Feb 13 2009

Ketchup on hot dogs!

Published by at 3:00 am under Awesome!,Why?!?

chicago hot dog

OK, I will explain this one time and one time only… NEVER put ketchup on a hot dog!

The only exception is if you are a child. I have come up with a handy way to know if you are too old to put ketchup on a hot dog. If you are old enough to grow pubes you are too old to put ketchup on a hot dog. It’s that simple. As Maurie Berman, owner of Superdawg, says “Ketchup on a hot dog is an abomination!”
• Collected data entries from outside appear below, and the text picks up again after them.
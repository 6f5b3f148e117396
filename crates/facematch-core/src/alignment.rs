//! Face alignment via 4-DOF similarity transform.
//!
//! Maps the five detected landmarks onto the InsightFace reference positions
//! and warps the face into the canonical 112×112 ArcFace crop.

use image::{Rgb, RgbImage};

/// ArcFace reference landmarks for a 112×112 output.
const REFERENCE_LANDMARKS_112: [(f32, f32); 5] = [
    (38.2946, 51.6963), // left eye
    (73.5318, 51.5014), // right eye
    (56.0252, 71.7366), // nose
    (41.5493, 92.3655), // left mouth
    (70.7299, 92.2041), // right mouth
];

pub const ALIGNED_SIZE: u32 = 112;

/// Similarity transform (uniform scale, rotation, translation):
///
/// ```text
/// | a  -b  tx |
/// | b   a  ty |
/// ```
#[derive(Debug, Clone, Copy, PartialEq)]
struct Similarity {
    a: f32,
    b: f32,
    tx: f32,
    ty: f32,
}

impl Similarity {
    const IDENTITY: Similarity = Similarity { a: 1.0, b: 0.0, tx: 0.0, ty: 0.0 };

    /// Closed-form least-squares estimate mapping `src` onto `dst`.
    ///
    /// Degenerate input (all source points coincident) yields the identity.
    fn estimate(src: &[(f32, f32); 5], dst: &[(f32, f32); 5]) -> Self {
        let n = src.len() as f32;
        let mean = |pts: &[(f32, f32); 5]| {
            let (sx, sy) = pts.iter().fold((0.0, 0.0), |(ax, ay), &(x, y)| (ax + x, ay + y));
            (sx / n, sy / n)
        };
        let (smx, smy) = mean(src);
        let (dmx, dmy) = mean(dst);

        let mut norm = 0.0f32;
        let mut dot = 0.0f32;
        let mut cross = 0.0f32;
        for (&(sx, sy), &(dx, dy)) in src.iter().zip(dst.iter()) {
            let (sx, sy) = (sx - smx, sy - smy);
            let (dx, dy) = (dx - dmx, dy - dmy);
            norm += sx * sx + sy * sy;
            dot += sx * dx + sy * dy;
            cross += sx * dy - sy * dx;
        }

        if norm < 1e-12 {
            return Self::IDENTITY;
        }

        let a = dot / norm;
        let b = cross / norm;
        Self {
            a,
            b,
            tx: dmx - (a * smx - b * smy),
            ty: dmy - (b * smx + a * smy),
        }
    }

    #[cfg(test)]
    fn apply(&self, (x, y): (f32, f32)) -> (f32, f32) {
        (
            self.a * x - self.b * y + self.tx,
            self.b * x + self.a * y + self.ty,
        )
    }

    /// Inverse mapping, `None` when the transform collapses the plane.
    fn invert(&self, (x, y): (f32, f32)) -> Option<(f32, f32)> {
        let det = self.a * self.a + self.b * self.b;
        if det < 1e-12 {
            return None;
        }
        let (dx, dy) = (x - self.tx, y - self.ty);
        Some((
            (self.a * dx + self.b * dy) / det,
            (-self.b * dx + self.a * dy) / det,
        ))
    }
}

/// Bilinear RGB sample; out-of-bounds neighbours contribute black.
fn sample_bilinear(image: &RgbImage, x: f32, y: f32) -> Rgb<u8> {
    let x0 = x.floor();
    let y0 = y.floor();
    let fx = x - x0;
    let fy = y - y0;
    let (x0, y0) = (x0 as i64, y0 as i64);

    let texel = |px: i64, py: i64| -> [f32; 3] {
        if px < 0 || py < 0 || px >= image.width() as i64 || py >= image.height() as i64 {
            return [0.0; 3];
        }
        let p = image.get_pixel(px as u32, py as u32);
        [p[0] as f32, p[1] as f32, p[2] as f32]
    };

    let (tl, tr) = (texel(x0, y0), texel(x0 + 1, y0));
    let (bl, br) = (texel(x0, y0 + 1), texel(x0 + 1, y0 + 1));

    Rgb(std::array::from_fn(|c| {
        let top = tl[c] * (1.0 - fx) + tr[c] * fx;
        let bottom = bl[c] * (1.0 - fx) + br[c] * fx;
        (top * (1.0 - fy) + bottom * fy).round().clamp(0.0, 255.0) as u8
    }))
}

fn warp(image: &RgbImage, transform: &Similarity, out_size: u32) -> RgbImage {
    RgbImage::from_fn(out_size, out_size, |ox, oy| {
        match transform.invert((ox as f32, oy as f32)) {
            Some((sx, sy)) => sample_bilinear(image, sx, sy),
            None => Rgb([0, 0, 0]),
        }
    })
}

/// Align a detected face to a canonical 112×112 RGB crop.
pub fn align_face(image: &RgbImage, landmarks: &[(f32, f32); 5]) -> RgbImage {
    let transform = Similarity::estimate(landmarks, &REFERENCE_LANDMARKS_112);
    warp(image, &transform, ALIGNED_SIZE)
}

#[cfg(test)]
mod tests {
    use super::*;

    fn assert_close(actual: f32, expected: f32, tol: f32, what: &str) {
        assert!((actual - expected).abs() < tol, "{what}: {actual} vs {expected}");
    }

    #[test]
    fn test_identity_transform() {
        let t = Similarity::estimate(&REFERENCE_LANDMARKS_112, &REFERENCE_LANDMARKS_112);
        assert_close(t.a, 1.0, 1e-4, "a");
        assert_close(t.b, 0.0, 1e-4, "b");
        assert_close(t.tx, 0.0, 1e-3, "tx");
        assert_close(t.ty, 0.0, 1e-3, "ty");
    }

    #[test]
    fn test_scaled_transform() {
        let src = REFERENCE_LANDMARKS_112.map(|(x, y)| (x * 2.0, y * 2.0));
        let t = Similarity::estimate(&src, &REFERENCE_LANDMARKS_112);
        assert_close(t.a, 0.5, 1e-4, "a");
        assert_close(t.b, 0.0, 1e-4, "b");
    }

    #[test]
    fn test_rotated_transform_maps_points() {
        // 90° rotation plus translation
        let src = REFERENCE_LANDMARKS_112.map(|(x, y)| (-y + 300.0, x + 10.0));
        let t = Similarity::estimate(&src, &REFERENCE_LANDMARKS_112);
        for (s, d) in src.iter().zip(REFERENCE_LANDMARKS_112.iter()) {
            let (x, y) = t.apply(*s);
            assert_close(x, d.0, 1e-2, "x");
            assert_close(y, d.1, 1e-2, "y");
        }
    }

    #[test]
    fn test_degenerate_landmarks_fall_back_to_identity() {
        let src = [(10.0, 10.0); 5];
        assert_eq!(Similarity::estimate(&src, &REFERENCE_LANDMARKS_112), Similarity::IDENTITY);
    }

    #[test]
    fn test_invert_roundtrip() {
        let t = Similarity { a: 0.8, b: 0.3, tx: 12.0, ty: -4.0 };
        let p = (33.0, 71.0);
        let back = t.invert(t.apply(p)).expect("invertible");
        assert_close(back.0, p.0, 1e-3, "x");
        assert_close(back.1, p.1, 1e-3, "y");
    }

    #[test]
    fn test_align_face_output_size() {
        let image = RgbImage::from_pixel(640, 480, Rgb([128, 128, 128]));
        let aligned = align_face(&image, &REFERENCE_LANDMARKS_112);
        assert_eq!(aligned.dimensions(), (ALIGNED_SIZE, ALIGNED_SIZE));
        assert_eq!(aligned.get_pixel(56, 56), &Rgb([128, 128, 128]));
    }

    #[test]
    fn test_landmark_lands_on_reference() {
        let mut image = RgbImage::new(200, 200);
        let src: [(f32, f32); 5] = [
            (80.0, 60.0),
            (120.0, 60.0),
            (100.0, 85.0),
            (85.0, 110.0),
            (115.0, 110.0),
        ];

        // 5x5 red patch centred on the left eye
        for y in 58..63 {
            for x in 78..83 {
                image.put_pixel(x, y, Rgb([255, 0, 0]));
            }
        }

        let aligned = align_face(&image, &src);
        let (rx, ry) = REFERENCE_LANDMARKS_112[0];
        let mut max_red = 0u8;
        for y in (ry.round() as u32 - 1)..=(ry.round() as u32 + 1) {
            for x in (rx.round() as u32 - 1)..=(rx.round() as u32 + 1) {
                max_red = max_red.max(aligned.get_pixel(x, y)[0]);
            }
        }
        assert!(max_red > 100, "expected red patch near ({rx}, {ry}), max={max_red}");
    }
}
So what is allowed on your precious wiener?
– All-Beef frank, grilled not boiled
– Neon green relish
– Raw white onion
– Yellow mustard
– Cucumber slices
– Tomato wedges
– Shredded lettuce
– Dill pickle spear
– Celery salt
– Hot sport peppers (optional but advised)
– All resting nicely on a steamed poppy seed bun

In Chicago this is known as “dragging it through the garden.” As a hot dog expert I can tell you there are no better hot dogs than in Chicago. New York easily wins the pizza battle but Chicago owns the hot dog.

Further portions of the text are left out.